Kiran’s work is shaped by the influence of teachers and peers—most notably Ramkinkar Baij and the printmaker Somnath Hore—whose lessons in materiality and direct, tactile making continue to inform her approach. Her themes draw on village and tribal life, and her sculptures and drawings convey a resilient optimism: despite personal hardships, Kiran’s art radiates joy, determined lines and a playful spirit. Her commitment to strong armature and careful surface treatment ensures that each piece reads as both structurally assured and emotionally resonant.

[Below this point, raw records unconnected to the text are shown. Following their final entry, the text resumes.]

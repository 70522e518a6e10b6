//! REST client for the payroll backend.
//!
//! Every call forwards the caller's bearer token. Collection routes use the
//! backend's trailing-slash form so no redirect drops the `Authorization`
//! header.

use std::time::Duration;

use agentpay_core::agent::{Agent, AgentInput};
use agentpay_core::configuration::{
    Establishment, EstablishmentInput, Grade, GradeInput, PayElement, PayElementInput,
    PayElementKind, Province, ProvinceInput,
};
use agentpay_core::debt::Debt;
use agentpay_core::error::CoreError;
use agentpay_core::payment::{Payment, PaymentStatus};
use agentpay_core::payslip::{Payslip, PayslipRequest, PayslipStatus};
use agentpay_core::period::ReportPeriod;
use agentpay_core::teacher::{Teacher, TeacherInput, TeacherUpdate};
use agentpay_core::types::EntityId;
use reqwest::header::{CONTENT_DISPOSITION, CONTENT_TYPE};
use reqwest::{Method, RequestBuilder, StatusCode};
use serde::de::DeserializeOwned;
use serde::Serialize;

use crate::wire::{
    self, AgentPayload, AgentRecord, DebtPayload, DebtRecord, ElementPayload, ElementRecord,
    EstablishmentPayload, EstablishmentRecord, GradePayload, GradeRecord, LoginRequest,
    LoginResponse, PaymentPayload, PaymentRecord, PayslipPayload, PayslipRecord, ProvincePayload,
    ProvinceRecord, TeacherPayload, TeacherRecord, TeacherUpdatePayload,
};

/// HTTP client for the payroll backend.
pub struct PayrollApi {
    client: reqwest::Client,
    api_url: String,
}

/// Errors from the payroll backend client.
#[derive(Debug, thiserror::Error)]
pub enum PayrollApiError {
    /// The HTTP request itself failed (network, DNS, timeout, etc.).
    #[error("HTTP request failed: {0}")]
    Request(#[from] reqwest::Error),

    /// The backend answered with a non-2xx status.
    #[error("Payroll API error ({status}): {detail}")]
    Api {
        status: u16,
        /// The backend's `detail` message, or the raw body.
        detail: String,
    },

    /// The backend answered 2xx with a payload the domain cannot represent.
    #[error("Unexpected payroll API payload: {0}")]
    Decode(String),
}

impl PayrollApiError {
    pub fn status(&self) -> Option<u16> {
        match self {
            Self::Api { status, .. } => Some(*status),
            Self::Request(err) => err.status().map(|s| s.as_u16()),
            Self::Decode(_) => None,
        }
    }

    pub fn is_not_found(&self) -> bool {
        self.status() == Some(StatusCode::NOT_FOUND.as_u16())
    }
}

impl From<CoreError> for PayrollApiError {
    fn from(err: CoreError) -> Self {
        Self::Decode(err.to_string())
    }
}

/// A binary document passed through from the backend (PDF reports).
#[derive(Debug, Clone)]
pub struct Document {
    pub content_type: String,
    pub filename: Option<String>,
    pub bytes: Vec<u8>,
}

/// Optional filters for `GET /enseignants/`.
#[derive(Debug, Clone, Default, Serialize)]
pub struct TeacherQuery {
    #[serde(skip_serializing_if = "Option::is_none")]
    pub search: Option<String>,
    #[serde(rename = "ecole_id", skip_serializing_if = "Option::is_none")]
    pub establishment_id: Option<EntityId>,
    pub limit: i64,
    #[serde(rename = "skip")]
    pub offset: i64,
}

/// Optional filters for `GET /bulletins/`.
#[derive(Debug, Clone, Default)]
pub struct PayslipQuery {
    pub teacher_id: Option<EntityId>,
    pub month: Option<u32>,
    pub year: Option<i32>,
    pub status: Option<PayslipStatus>,
}

impl PayslipQuery {
    fn pairs(&self) -> Vec<(&'static str, String)> {
        let mut pairs = Vec::new();
        if let Some(id) = self.teacher_id {
            pairs.push(("enseignant_id", id.to_string()));
        }
        if let Some(month) = self.month {
            pairs.push(("mois", month.to_string()));
        }
        if let Some(year) = self.year {
            pairs.push(("annee", year.to_string()));
        }
        if let Some(status) = self.status {
            pairs.push(("statut", status.upstream_label().to_string()));
        }
        pairs
    }
}
//! Route definitions for the `/agents` resource.

use axum::routing::get;
use axum::Router;

use crate::handlers::agents;
use crate::state::AppState;

/// Routes mounted at `/agents`.
///
/// ```text
/// GET    /       -> list_agents
/// POST   /       -> create_agent (admin)
/// GET    /{id}   -> get_agent
/// PUT    /{id}   -> update_agent (admin)
/// DELETE /{id}   -> delete_agent (admin)
/// ```
pub fn router() -> Router<AppState> {
    Router::new()
        .route("/", get(agents::list_agents).post(agents::create_agent))
        .route(
            "/{id}",
            get(agents::get_agent)
                .put(agents::update_agent)
                .delete(agents::delete_agent),
        )
}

Kiran’s relationship with metal is central to her practice. She explains that while bronze is a beloved medium, its cost and the high stakes of even small mistakes led her to explore mild steel; her time teaching design and technology in London further honed her metalworking skills. “I have always loved shaping metal—heat and a careful hand let you coax any form from a stubborn sheet. While bronze holds a special place in my heart, its cost and the risk of a single mistake led me to embrace mild steel, a medium that lets me be both bold and economical. My years teaching and working in London sharpened my technique, but it is Santiniketan—its ponds, birds, barefoot walks and changing seasons—that remains my deepest inspiration; I hope that sense of enchantment and resilience comes through in every piece” explains Kiran Dixit Thacker.
Our Ashram…Santiniketan invites audiences to experience an artist whose practice bridges memory, place and craft. The exhibition presents a rare opportunity to see a comprehensive display of Kiran Dixit Thacker’s work—an artist who translates the everyday life of Santiniketan into sculptural narratives that are at once monumental and intimate.